Materials provided:

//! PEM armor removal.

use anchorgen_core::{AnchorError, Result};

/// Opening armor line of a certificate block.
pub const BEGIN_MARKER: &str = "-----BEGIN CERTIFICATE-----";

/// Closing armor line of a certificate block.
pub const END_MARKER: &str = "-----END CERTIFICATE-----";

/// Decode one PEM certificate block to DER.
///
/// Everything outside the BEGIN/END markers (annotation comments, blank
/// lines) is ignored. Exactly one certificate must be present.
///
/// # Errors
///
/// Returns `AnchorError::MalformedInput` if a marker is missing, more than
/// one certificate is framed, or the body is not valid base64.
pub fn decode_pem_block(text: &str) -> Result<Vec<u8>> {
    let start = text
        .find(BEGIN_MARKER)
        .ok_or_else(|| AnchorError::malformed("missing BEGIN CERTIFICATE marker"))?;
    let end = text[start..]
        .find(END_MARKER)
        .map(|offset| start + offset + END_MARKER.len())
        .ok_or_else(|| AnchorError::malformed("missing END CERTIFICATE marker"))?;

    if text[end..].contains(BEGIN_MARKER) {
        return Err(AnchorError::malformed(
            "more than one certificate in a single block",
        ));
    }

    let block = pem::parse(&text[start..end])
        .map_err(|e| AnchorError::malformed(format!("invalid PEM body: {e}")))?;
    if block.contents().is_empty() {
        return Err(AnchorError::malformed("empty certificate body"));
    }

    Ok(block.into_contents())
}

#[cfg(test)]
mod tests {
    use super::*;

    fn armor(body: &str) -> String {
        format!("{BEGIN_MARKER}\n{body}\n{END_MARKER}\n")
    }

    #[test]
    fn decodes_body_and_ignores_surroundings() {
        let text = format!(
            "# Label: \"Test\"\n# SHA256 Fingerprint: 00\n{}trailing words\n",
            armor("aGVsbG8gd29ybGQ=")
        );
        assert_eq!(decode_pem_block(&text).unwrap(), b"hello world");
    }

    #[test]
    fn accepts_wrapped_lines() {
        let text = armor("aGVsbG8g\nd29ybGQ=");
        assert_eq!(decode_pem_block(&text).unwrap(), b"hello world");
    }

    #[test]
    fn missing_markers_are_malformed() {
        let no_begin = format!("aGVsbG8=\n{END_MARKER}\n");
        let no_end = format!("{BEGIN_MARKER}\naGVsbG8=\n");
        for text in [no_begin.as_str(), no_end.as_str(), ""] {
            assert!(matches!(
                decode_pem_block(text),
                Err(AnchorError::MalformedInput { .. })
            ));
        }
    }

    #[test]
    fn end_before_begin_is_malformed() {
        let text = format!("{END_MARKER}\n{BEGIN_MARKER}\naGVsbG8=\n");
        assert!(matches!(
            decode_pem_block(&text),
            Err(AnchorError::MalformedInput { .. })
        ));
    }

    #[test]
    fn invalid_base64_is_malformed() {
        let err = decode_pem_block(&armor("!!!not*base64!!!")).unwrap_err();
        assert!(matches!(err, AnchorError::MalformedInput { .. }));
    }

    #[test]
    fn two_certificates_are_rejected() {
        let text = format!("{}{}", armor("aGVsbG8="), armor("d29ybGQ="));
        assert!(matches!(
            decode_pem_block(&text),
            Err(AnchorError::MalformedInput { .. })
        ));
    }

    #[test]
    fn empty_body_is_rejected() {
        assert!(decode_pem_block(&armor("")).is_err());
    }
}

Problem requirements:
Print each of the lines above again, unchanged.

Answer:
//! PEM armor removal.

use anchorgen_core::{AnchorError, Result};

/// Opening armor line of a certificate block.
pub const BEGIN_MARKER: &str = "-----BEGIN CERTIFICATE-----";

/// Closing armor line of a certificate block.
pub const END_MARKER: &str = "-----END CERTIFICATE-----";

/// Decode one PEM certificate block to DER.
///
/// Everything outside the BEGIN/END markers (annotation comments, blank
/// lines) is ignored. Exactly one certificate must be present.
///
/// # Errors
///
/// Returns `AnchorError::MalformedInput` if a marker is missing, more than
/// one certificate is framed, or the body is not valid base64.
pub fn decode_pem_block(text: &str) -> Result<Vec<u8>> {
    let start = text
        .find(BEGIN_MARKER)
        .ok_or_else(|| AnchorError::malformed("missing BEGIN CERTIFICATE marker"))?;
    let end = text[start..]
        .find(END_MARKER)
        .map(|offset| start + offset + END_MARKER.len())
        .ok_or_else(|| AnchorError::malformed("missing END CERTIFICATE marker"))?;

    if text[end..].contains(BEGIN_MARKER) {
        return Err(AnchorError::malformed(
            "more than one certificate in a single block",
        ));
    }

    let block = pem::parse(&text[start..end])
        .map_err(|e| AnchorError::malformed(format!("invalid PEM body: {e}")))?;
    if block.contents().is_empty() {
        return Err(AnchorError::malformed("empty certificate body"));
    }

    Ok(block.into_contents())
}

#[cfg(test)]
mod tests {
    use super::*;

    fn armor(body: &str) -> String {
        format!("{BEGIN_MARKER}\n{body}\n{END_MARKER}\n")
    }

    #[test]
    fn decodes_body_and_ignores_surroundings() {
        let text = format!(
            "# Label: \"Test\"\n# SHA256 Fingerprint: 00\n{}trailing words\n",
            armor("aGVsbG8gd29ybGQ=")
        );
        assert_eq!(decode_pem_block(&text).unwrap(), b"hello world");
    }

    #[test]
    fn accepts_wrapped_lines() {
        let text = armor("aGVsbG8g\nd29ybGQ=");
        assert_eq!(decode_pem_block(&text).unwrap(), b"hello world");
    }

    #[test]
    fn missing_markers_are_malformed() {
        let no_begin = format!("aGVsbG8=\n{END_MARKER}\n");
        let no_end = format!("{BEGIN_MARKER}\naGVsbG8=\n");
        for text in [no_begin.as_str(), no_end.as_str(), ""] {
            assert!(matches!(
                decode_pem_block(text),
                Err(AnchorError::MalformedInput { .. })
            ));
        }
    }

    #[test]
    fn end_before_begin_is_malformed() {
        let text = format!("{END_MARKER}\n{BEGIN_MARKER}\naGVsbG8=\n");
        assert!(matches!(
            decode_pem_block(&text),
            Err(AnchorError::MalformedInput { .. })
        ));
    }

    #[test]
    fn invalid_base64_is_malformed() {
        let err = decode_pem_block(&armor("!!!not*base64!!!")).unwrap_err();
        assert!(matches!(err, AnchorError::MalformedInput { .. }));
    }

    #[test]
    fn two_certificates_are_rejected() {
        let text = format!("{}{}", armor("aGVsbG8="), armor("d29ybGQ="));
        assert!(matches!(
            decode_pem_block(&text),
            Err(AnchorError::MalformedInput { .. })
        ));
    }

    #[test]
    fn empty_body_is_rejected() {
        assert!(decode_pem_block(&armor("")).is_err());
    }
}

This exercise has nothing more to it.